> [Your instructions]: In the entries below, find every line holding the string "CounterRetry" and collect it.

(The data begins)

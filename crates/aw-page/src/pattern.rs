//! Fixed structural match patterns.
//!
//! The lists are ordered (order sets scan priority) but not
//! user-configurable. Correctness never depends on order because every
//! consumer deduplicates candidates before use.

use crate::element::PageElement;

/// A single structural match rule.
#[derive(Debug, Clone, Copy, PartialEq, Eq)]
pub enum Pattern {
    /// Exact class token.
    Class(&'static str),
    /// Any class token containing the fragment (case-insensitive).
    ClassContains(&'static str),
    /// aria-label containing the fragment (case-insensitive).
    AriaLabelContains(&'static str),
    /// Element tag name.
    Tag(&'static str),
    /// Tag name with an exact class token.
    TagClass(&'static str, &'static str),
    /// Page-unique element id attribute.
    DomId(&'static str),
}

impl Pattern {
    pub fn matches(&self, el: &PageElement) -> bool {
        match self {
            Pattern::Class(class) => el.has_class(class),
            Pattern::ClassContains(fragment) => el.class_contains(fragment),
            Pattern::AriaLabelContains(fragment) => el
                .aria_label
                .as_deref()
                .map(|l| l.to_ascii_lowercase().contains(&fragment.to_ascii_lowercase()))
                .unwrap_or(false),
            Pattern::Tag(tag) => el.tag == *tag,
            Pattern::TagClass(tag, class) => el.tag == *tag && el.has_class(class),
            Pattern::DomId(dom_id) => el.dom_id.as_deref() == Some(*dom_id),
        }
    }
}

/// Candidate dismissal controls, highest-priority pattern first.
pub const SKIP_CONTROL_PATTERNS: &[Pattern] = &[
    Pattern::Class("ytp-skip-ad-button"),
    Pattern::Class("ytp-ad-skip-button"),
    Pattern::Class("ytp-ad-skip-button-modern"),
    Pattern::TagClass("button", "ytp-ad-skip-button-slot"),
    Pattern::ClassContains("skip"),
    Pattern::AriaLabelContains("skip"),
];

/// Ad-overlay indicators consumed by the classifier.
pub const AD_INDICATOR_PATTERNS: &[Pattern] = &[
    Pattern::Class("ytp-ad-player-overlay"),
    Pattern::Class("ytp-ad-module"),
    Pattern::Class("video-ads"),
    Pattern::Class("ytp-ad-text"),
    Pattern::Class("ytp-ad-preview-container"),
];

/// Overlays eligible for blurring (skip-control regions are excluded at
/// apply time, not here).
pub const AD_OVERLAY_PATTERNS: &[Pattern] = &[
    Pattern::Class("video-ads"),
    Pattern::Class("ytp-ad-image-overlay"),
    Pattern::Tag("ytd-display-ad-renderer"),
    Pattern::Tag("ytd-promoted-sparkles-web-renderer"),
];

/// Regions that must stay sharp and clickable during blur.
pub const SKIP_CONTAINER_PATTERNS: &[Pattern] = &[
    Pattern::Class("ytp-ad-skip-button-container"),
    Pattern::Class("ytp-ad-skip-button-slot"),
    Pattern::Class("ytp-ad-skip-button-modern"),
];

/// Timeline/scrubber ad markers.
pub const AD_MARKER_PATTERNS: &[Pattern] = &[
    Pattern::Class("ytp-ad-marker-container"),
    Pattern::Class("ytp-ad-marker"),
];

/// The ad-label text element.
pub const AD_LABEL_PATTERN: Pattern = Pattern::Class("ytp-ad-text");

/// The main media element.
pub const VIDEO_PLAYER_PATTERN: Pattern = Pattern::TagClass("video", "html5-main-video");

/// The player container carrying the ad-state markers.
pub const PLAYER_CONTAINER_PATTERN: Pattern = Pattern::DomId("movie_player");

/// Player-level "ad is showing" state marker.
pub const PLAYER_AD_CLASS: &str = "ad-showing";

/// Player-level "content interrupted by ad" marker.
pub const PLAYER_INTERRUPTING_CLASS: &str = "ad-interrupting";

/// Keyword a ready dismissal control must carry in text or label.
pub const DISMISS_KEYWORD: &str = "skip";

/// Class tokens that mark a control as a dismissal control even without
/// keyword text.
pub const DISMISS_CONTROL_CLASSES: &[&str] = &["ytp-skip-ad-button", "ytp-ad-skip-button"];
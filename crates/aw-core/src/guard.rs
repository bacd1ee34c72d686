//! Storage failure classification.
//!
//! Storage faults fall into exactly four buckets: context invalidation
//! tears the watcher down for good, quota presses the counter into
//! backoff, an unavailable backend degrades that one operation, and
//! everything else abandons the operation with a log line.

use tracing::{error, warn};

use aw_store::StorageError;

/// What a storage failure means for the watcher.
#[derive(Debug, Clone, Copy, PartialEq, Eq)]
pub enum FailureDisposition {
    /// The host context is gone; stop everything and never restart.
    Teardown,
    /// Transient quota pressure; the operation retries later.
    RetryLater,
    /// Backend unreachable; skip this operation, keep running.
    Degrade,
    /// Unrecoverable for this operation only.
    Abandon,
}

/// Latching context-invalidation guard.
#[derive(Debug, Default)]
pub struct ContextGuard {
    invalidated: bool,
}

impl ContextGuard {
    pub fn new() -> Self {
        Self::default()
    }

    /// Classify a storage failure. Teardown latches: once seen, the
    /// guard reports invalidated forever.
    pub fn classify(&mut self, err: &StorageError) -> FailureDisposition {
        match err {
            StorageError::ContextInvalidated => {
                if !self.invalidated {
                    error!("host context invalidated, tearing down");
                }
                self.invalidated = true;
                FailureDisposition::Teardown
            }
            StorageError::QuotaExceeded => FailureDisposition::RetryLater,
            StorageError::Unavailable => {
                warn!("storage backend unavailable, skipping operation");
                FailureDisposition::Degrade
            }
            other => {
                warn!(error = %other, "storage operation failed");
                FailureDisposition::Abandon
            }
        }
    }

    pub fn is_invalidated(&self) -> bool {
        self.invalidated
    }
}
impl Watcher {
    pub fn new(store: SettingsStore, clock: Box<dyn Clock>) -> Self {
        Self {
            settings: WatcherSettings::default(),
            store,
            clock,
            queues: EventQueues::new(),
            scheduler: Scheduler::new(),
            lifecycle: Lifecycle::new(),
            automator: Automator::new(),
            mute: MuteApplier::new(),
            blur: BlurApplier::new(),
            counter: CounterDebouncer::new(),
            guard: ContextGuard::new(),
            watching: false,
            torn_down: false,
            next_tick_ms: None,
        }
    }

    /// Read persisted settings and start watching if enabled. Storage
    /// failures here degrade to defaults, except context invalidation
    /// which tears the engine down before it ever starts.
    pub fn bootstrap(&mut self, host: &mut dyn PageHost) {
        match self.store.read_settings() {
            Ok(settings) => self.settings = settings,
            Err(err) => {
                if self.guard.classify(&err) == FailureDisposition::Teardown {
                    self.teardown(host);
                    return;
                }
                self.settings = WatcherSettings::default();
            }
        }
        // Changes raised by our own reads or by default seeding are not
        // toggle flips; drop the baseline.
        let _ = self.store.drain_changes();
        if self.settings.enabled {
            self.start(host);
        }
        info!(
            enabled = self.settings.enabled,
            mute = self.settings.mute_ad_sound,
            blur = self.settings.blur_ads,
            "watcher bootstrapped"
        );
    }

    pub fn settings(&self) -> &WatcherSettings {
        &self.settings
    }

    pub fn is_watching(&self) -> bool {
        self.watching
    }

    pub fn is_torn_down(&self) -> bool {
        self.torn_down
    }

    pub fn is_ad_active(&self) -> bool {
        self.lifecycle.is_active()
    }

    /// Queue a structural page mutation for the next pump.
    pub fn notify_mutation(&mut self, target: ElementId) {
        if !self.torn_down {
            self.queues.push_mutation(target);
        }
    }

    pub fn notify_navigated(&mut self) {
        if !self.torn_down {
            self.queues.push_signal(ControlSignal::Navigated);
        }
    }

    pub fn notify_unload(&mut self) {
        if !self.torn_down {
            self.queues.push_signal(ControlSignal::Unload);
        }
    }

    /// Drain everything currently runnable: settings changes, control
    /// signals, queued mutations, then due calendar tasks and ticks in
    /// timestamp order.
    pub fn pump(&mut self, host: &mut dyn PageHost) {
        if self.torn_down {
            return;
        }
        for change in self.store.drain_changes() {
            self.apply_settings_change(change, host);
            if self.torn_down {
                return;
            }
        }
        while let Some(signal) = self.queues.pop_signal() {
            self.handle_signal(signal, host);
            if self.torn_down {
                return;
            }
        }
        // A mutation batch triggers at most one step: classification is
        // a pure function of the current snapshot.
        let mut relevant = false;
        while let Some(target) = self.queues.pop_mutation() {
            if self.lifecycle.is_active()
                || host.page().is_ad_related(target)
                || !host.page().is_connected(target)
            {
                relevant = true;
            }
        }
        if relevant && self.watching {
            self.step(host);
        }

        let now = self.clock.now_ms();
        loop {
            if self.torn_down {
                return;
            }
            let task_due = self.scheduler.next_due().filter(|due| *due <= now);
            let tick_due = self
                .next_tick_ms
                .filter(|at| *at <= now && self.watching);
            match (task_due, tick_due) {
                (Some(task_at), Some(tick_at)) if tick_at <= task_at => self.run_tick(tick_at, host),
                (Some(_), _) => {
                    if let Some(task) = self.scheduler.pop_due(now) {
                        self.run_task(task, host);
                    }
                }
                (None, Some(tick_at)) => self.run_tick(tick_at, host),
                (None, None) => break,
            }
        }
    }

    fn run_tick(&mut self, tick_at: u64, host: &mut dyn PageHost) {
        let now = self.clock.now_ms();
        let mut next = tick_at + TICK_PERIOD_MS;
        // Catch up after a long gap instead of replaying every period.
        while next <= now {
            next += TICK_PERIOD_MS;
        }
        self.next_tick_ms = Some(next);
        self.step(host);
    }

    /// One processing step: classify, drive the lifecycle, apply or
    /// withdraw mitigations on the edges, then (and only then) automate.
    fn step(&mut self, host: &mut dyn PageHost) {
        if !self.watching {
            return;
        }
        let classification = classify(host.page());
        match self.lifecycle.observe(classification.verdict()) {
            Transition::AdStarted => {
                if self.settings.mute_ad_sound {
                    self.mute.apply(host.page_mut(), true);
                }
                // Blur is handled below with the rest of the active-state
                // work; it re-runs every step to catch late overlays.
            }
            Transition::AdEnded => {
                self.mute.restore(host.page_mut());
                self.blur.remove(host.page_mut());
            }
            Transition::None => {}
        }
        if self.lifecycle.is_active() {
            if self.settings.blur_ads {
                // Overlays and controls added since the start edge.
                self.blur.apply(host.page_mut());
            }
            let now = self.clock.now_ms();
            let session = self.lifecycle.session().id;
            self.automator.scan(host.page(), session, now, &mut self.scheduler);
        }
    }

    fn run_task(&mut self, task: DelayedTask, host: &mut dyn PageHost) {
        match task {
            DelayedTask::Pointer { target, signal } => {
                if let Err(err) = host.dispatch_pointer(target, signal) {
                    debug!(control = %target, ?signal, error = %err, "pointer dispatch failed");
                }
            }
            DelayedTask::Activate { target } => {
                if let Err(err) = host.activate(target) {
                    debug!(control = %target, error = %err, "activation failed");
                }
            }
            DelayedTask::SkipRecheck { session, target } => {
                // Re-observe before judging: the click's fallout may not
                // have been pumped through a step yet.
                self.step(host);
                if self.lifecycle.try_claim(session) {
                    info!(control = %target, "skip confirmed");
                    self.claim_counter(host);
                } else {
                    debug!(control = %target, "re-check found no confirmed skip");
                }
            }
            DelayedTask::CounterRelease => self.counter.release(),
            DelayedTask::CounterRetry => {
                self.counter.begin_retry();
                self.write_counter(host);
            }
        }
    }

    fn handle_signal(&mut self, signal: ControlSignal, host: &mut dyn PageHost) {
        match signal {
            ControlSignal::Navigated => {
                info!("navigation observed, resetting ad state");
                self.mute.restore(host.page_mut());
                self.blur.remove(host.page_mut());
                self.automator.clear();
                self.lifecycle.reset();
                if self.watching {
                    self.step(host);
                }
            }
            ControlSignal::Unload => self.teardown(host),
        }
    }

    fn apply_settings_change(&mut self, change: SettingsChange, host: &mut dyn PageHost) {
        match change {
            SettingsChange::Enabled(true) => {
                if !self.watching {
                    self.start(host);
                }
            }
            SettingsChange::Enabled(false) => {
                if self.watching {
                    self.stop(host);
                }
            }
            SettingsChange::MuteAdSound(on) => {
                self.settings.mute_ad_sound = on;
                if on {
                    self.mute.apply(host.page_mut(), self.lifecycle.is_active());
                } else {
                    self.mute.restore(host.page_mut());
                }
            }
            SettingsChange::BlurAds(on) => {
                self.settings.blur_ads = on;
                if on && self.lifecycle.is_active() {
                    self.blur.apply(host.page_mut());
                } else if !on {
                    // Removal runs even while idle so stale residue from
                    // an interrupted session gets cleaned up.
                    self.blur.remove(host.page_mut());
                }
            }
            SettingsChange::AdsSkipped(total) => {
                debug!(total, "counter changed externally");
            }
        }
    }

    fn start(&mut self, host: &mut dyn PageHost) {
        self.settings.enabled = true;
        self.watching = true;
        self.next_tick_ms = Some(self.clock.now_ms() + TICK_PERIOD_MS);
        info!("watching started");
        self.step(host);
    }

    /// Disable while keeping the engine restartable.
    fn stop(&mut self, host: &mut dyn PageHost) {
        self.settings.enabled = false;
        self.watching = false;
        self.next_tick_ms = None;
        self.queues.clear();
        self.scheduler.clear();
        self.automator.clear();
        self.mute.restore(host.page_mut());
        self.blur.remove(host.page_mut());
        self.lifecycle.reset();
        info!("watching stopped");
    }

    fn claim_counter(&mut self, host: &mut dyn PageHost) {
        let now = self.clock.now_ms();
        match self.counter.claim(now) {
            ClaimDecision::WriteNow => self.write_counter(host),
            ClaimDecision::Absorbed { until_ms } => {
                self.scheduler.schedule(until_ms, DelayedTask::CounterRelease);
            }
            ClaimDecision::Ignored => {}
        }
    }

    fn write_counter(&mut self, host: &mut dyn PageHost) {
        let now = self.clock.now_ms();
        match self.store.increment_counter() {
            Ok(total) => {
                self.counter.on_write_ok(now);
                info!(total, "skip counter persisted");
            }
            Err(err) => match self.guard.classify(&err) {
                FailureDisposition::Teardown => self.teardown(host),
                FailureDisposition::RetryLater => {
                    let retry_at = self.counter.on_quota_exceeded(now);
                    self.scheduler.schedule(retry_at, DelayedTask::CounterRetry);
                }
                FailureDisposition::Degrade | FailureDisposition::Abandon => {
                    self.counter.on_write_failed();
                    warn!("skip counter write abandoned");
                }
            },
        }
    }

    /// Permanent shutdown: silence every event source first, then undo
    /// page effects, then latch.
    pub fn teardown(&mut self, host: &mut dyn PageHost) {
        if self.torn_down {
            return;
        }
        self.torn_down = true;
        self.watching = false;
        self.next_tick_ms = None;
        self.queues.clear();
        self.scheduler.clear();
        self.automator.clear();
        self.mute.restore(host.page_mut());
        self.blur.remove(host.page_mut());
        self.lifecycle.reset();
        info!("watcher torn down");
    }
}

(The data ends)

> [Result of the exercise]:
            DelayedTask::CounterRetry => {
                    self.scheduler.schedule(retry_at, DelayedTask::CounterRetry);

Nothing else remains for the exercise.